3. I’m not acting this way because I’m begging for attention.
When I’m triggered, most of the things that happen in that moment are out of my control and I would give anything to not have to struggle with this anymore. I’m no longer in my body or in my right mind because I have to fight to survive all over again. I am immobilized, unable to control anything, and sometimes all the interventions I’ve learned during my inpatient treatment and along the way just don’t work. I mean, look at me: rocking on the couch, hands gripping the side of my head, eyes squeezed shut because reality is just too much for me. Why would I fake this? Why would I pretend to feel this way? Do you know how awful it is? I’m not looking for pity or sympathy. I’m looking for escape: I’m looking for help.
4. Don’t you dare make me feel small and pathetic for using the word “triggered.”
I have every right to use this word because certain things really are triggering — an unstoppable chain of thought that sends me rocketing into the past just because of one careless moment. So I’m going to use that word, because that’s exactly how this feels.

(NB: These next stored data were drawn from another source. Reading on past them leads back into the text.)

/// Build the command descriptor for one CLI invocation. Returns the
/// descriptor and the idempotence flag handed to the executor.
fn build_descr(command: Command) -> Result<(CommandDescr, bool), ArchiveError> {
    let built = match command {
        Command::Archive { cmd } => match cmd {
            ArchiveCmd::Create {
                name,
                directory,
                pghost,
                pgport,
                pguser,
                pgdatabase,
                dsn,
                compression,
                exists_ok,
            } => {
                let mut descr = CommandDescr::new(CommandTag::CreateArchive);
                descr.archive_name = name;
                descr.directory = directory;
                descr.compression = compression;
                descr.connection.pghost = pghost;
                descr.connection.pgport = pgport;
                descr.connection.pguser = pguser;
                descr.connection.pgdatabase = pgdatabase;
                descr.connection.dsn = dsn;
                descr.attrs = AttrSet::of(&[
                    attno::ARCHIVE_NAME,
                    attno::ARCHIVE_DIRECTORY,
                    attno::ARCHIVE_COMPRESSION,
                    attno::ARCHIVE_PGHOST,
                    attno::ARCHIVE_PGPORT,
                    attno::ARCHIVE_PGUSER,
                    attno::ARCHIVE_PGDATABASE,
                ]);
                (descr, exists_ok)
            }
            ArchiveCmd::Drop { name, if_exists } => {
                let mut descr = CommandDescr::new(CommandTag::DropArchive);
                descr.archive_name = name;
                (descr, if_exists)
            }
            ArchiveCmd::Alter {
                name,
                directory,
                pghost,
                pgport,
                pguser,
                pgdatabase,
                if_exists,
            } => {
                let mut descr = CommandDescr::new(CommandTag::AlterArchive);
                descr.archive_name = name;
                if let Some(directory) = directory {
                    descr.directory = directory;
                    descr.attrs.push(attno::ARCHIVE_DIRECTORY);
                }
                if let Some(pghost) = pghost {
                    descr.connection.pghost = pghost;
                    descr.attrs.push(attno::ARCHIVE_PGHOST);
                }
                if let Some(pgport) = pgport {
                    descr.connection.pgport = pgport;
                    descr.attrs.push(attno::ARCHIVE_PGPORT);
                }
                if let Some(pguser) = pguser {
                    descr.connection.pguser = pguser;
                    descr.attrs.push(attno::ARCHIVE_PGUSER);
                }
                if let Some(pgdatabase) = pgdatabase {
                    descr.connection.pgdatabase = pgdatabase;
                    descr.attrs.push(attno::ARCHIVE_PGDATABASE);
                }
                if descr.attrs.is_empty() {
                    return Err(ArchiveError::invalid("alter archive", "nothing to alter"));
                }
                (descr, if_exists)
            }
            ArchiveCmd::Verify {
                name,
                check_connection,
            } => {
                let mut descr = CommandDescr::new(CommandTag::VerifyArchive);
                descr.archive_name = name;
                descr.check_connection = check_connection;
                (descr, false)
            }
            ArchiveCmd::List {
                name,
                verbose,
                json,
            } => {
                let mut descr = CommandDescr::new(CommandTag::ListArchive);
                descr.archive_name = name.unwrap_or_default();
                descr.verbose = verbose || !descr.archive_name.is_empty();
                descr.json = json;
                (descr, false)
            }
        },
        Command::Profile { cmd } => match cmd {
            ProfileCmd::Create {
                name,
                compression,
                max_rate,
                label,
                fast_checkpoint,
                include_wal,
                no_wait_for_wal,
                noverify_checksums,
                exists_ok,
            } => {
                let mut profile = BackupProfileDescr {
                    name,
                    compress_type: CompressionKind::parse(&compression)?,
                    max_rate,
                    fast_checkpoint,
                    include_wal,
                    wait_for_wal: !no_wait_for_wal,
                    noverify_checksums,
                    ..Default::default()
                };
                if let Some(label) = label {
                    profile.label = label;
                }
                profile.attrs = AttrSet::of(&[
                    attno::PROF_NAME,
                    attno::PROF_COMPRESS_TYPE,
                    attno::PROF_MAX_RATE,
                    attno::PROF_LABEL,
                    attno::PROF_FAST_CHKPT,
                    attno::PROF_INCL_WAL,
                    attno::PROF_WAIT_FOR_WAL,
                    attno::PROF_NOVERIFY,
                ]);
                let mut descr = CommandDescr::new(CommandTag::CreateBackupProfile);
                descr.profile = Some(profile);
                (descr, exists_ok)
            }
            ProfileCmd::Drop { name, if_exists } => {
                let mut descr = CommandDescr::new(CommandTag::DropBackupProfile);
                descr.profile = Some(BackupProfileDescr {
                    name,
                    ..Default::default()
                });
                (descr, if_exists)
            }
            ProfileCmd::List { name } => match name {
                Some(name) => {
                    let mut descr = CommandDescr::new(CommandTag::ListBackupProfileDetail);
                    descr.profile = Some(BackupProfileDescr {
                        name,
                        ..Default::default()
                    });
                    (descr, false)
                }
                None => (CommandDescr::new(CommandTag::ListBackupProfile), false),
            },
        },
        Command::Connection { cmd } => match cmd {
            ConnectionCmd::Create {
                archive,
                kind,
                pghost,
                pgport,
                pguser,
                pgdatabase,
                dsn,
                exists_ok,
            } => {
                let mut descr = CommandDescr::new(CommandTag::CreateConnection);
                descr.archive_name = archive;
                descr.connection.kind = ConnectionKind::parse(&kind)?;
                descr.connection.pghost = pghost;
                descr.connection.pgport = pgport;
                descr.connection.pguser = pguser;
                descr.connection.pgdatabase = pgdatabase;
                descr.connection.dsn = dsn;
                (descr, exists_ok)
            }
            ConnectionCmd::Drop {
                archive,
                kind,
                if_exists,
            } => {
                let mut descr = CommandDescr::new(CommandTag::DropConnection);
                descr.archive_name = archive;
                descr.connection.kind = ConnectionKind::parse(&kind)?;
                (descr, if_exists)
            }
            ConnectionCmd::List { archive } => {
                let mut descr = CommandDescr::new(CommandTag::ListConnection);
                descr.archive_name = archive;
                (descr, false)
            }
        },
        Command::Basebackup { cmd } => match cmd {
            BasebackupCmd::Start {
                archive,
                profile,
                background,
                foreground: _,
            } => {
                let mut descr = CommandDescr::new(CommandTag::StartBasebackup);
                descr.archive_name = archive;
                if let Some(profile) = profile {
                    descr.profile = Some(BackupProfileDescr {
                        name: profile,
                        ..Default::default()
                    });
                }
                if background {
                    descr = descr.into_background();
                }
                (descr, false)
            }
            BasebackupCmd::List {
                archive,
                verbose,
                json,
            } => {
                let mut descr = CommandDescr::new(CommandTag::ListBackupCatalog);
                descr.archive_name = archive;
                descr.verbose = verbose;
                descr.json = json;
                (descr, false)
            }
            BasebackupCmd::Drop { id, if_exists } => {
                let mut descr = CommandDescr::new(CommandTag::DropBasebackup);
                descr.basebackup_id = Some(id);
                (descr, if_exists)
            }
            BasebackupCmd::Pin {
                archive,
                id,
                count,
                newest,
                oldest,
            } => {
                let mut descr = CommandDescr::new(CommandTag::PinBasebackup);
                descr.archive_name = archive;
                descr.pin = Some(pin_descr(PinTag::Pin, id, count, newest, oldest, false)?);
                (descr, false)
            }
            BasebackupCmd::Unpin {
                archive,
                id,
                count,
                newest,
                oldest,
                pinned,
            } => {
                let mut descr = CommandDescr::new(CommandTag::UnpinBasebackup);
                descr.archive_name = archive;
                descr.pin = Some(pin_descr(PinTag::Unpin, id, count, newest, oldest, pinned)?);
                (descr, false)
            }
        },
        Command::Retention { cmd } => match cmd {
            RetentionCmd::Create {
                name,
                rules,
                exists_ok,
            } => {
                let mut policy = RetentionDescr {
                    name,
                    ..Default::default()
                };
                for rule in &rules {
                    policy.rules.push(retention::parse_rule(rule)?);
                }
                let mut descr = CommandDescr::new(CommandTag::CreateRetentionPolicy);
                descr.retention_name = policy.name.clone();
                descr.retention = Some(policy);
                (descr, exists_ok)
            }
            RetentionCmd::Drop { name, if_exists } => {
                let mut descr = CommandDescr::new(CommandTag::DropRetentionPolicy);
                descr.retention_name = name;
                (descr, if_exists)
            }
            RetentionCmd::List { name } => match name {
                Some(name) => {
                    let mut descr = CommandDescr::new(CommandTag::ListRetentionPolicy);
                    descr.retention_name = name;
                    (descr, false)
                }
                None => (CommandDescr::new(CommandTag::ListRetentionPolicies), false),
            },
            RetentionCmd::Apply { name, archive } => {
                let mut descr = CommandDescr::new(CommandTag::ApplyRetentionPolicy);
                descr.retention_name = name;
                descr.archive_name = archive;
                (descr, false)
            }
        },
        Command::Streaming { cmd } => match cmd {
            StreamingCmd::Start {
                archive,
                slot,
                foreground,
            } => {
                let mut descr = CommandDescr::new(CommandTag::StartStreamingForArchive);
                descr.archive_name = archive;
                descr.slot_name = slot;
                if !foreground {
                    descr = descr.into_background();
                }
                (descr, false)
            }
            StreamingCmd::Stop { archive } => {
                let mut descr = CommandDescr::new(CommandTag::StopStreamingForArchive);
                descr.archive_name = archive;
                (descr, false)
            }
        },
        Command::Launcher { cmd } => match cmd {
            LauncherCmd::Start { foreground } => {
                let mut descr = CommandDescr::new(CommandTag::StartLauncher);
                if !foreground {
                    descr = descr.into_background();
                }
                (descr, false)
            }
        },
        Command::Workers { json } => {
            let mut descr = CommandDescr::new(CommandTag::ShowWorkers);
            descr.json = json;
            (descr, false)
        }
        Command::Var { cmd } => match cmd {
            VarCmd::Show { name } => match name {
                Some(name) => {
                    let mut descr = CommandDescr::new(CommandTag::ShowVariable);
                    descr.var_name = name;
                    (descr, false)
                }
                None => (CommandDescr::new(CommandTag::ShowVariables), false),
            },
            VarCmd::Set { name, value } => {
                let mut descr = CommandDescr::new(CommandTag::SetVariable);
                descr.var_name = name;
                descr.var_value = Some(parse_var_value(&value));
                (descr, false)
            }
            VarCmd::Reset { name } => {
                let mut descr = CommandDescr::new(CommandTag::ResetVariable);
                descr.var_name = name;
                (descr, false)
            }
        },
        Command::Exec { command } => {
            let mut descr = CommandDescr::new(CommandTag::ExecCommand);
            descr.exec_string = command;
            (descr, false)
        }
    };
    Ok(built)
}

5. I don’t use it as an excuse.
I’m not trying to get out of a meeting with my boss or play hooky at school, to stay home all day or get money from the government (which I’m not). I have been living in hell for so long that I’m trying to learn how to walk on the earth again. Adjusting is hard. Facing my pain is hard. So when I explode, I’m backsliding, too, back to square one sometimes. Do you know how much that sucks? But just ride it through with me, because this isn’t easy. Try to see things from my perspective. Maybe you can help calm me down because sometimes all I need is to know you’re not going anywhere.
6. Just be aware of what you’re saying and doing.
If one in six women are sexually assaulted in the United States alone — not to mention countless other men and women who never report their assorted traumas — there’s a pretty good chance you know someone who has faced sexual assault and is still paying the consequences. I may smile and laugh at atrocious and insensitive comments, but you’ll never have any idea of the battle raging in my head as I try to justify whatever was just said. Maybe I love you or maybe I’m too ashamed or afraid to raise my voice because I’ve been conditioned to receive more pain and agony just for standing up for myself. But just… be considerate. Please.
7. Be empathetic.
I have lived with monsters both in the real world and the ones that continue sinking their claws into my brain just when I think it’s safe to grow and move on. Please be a decent human being.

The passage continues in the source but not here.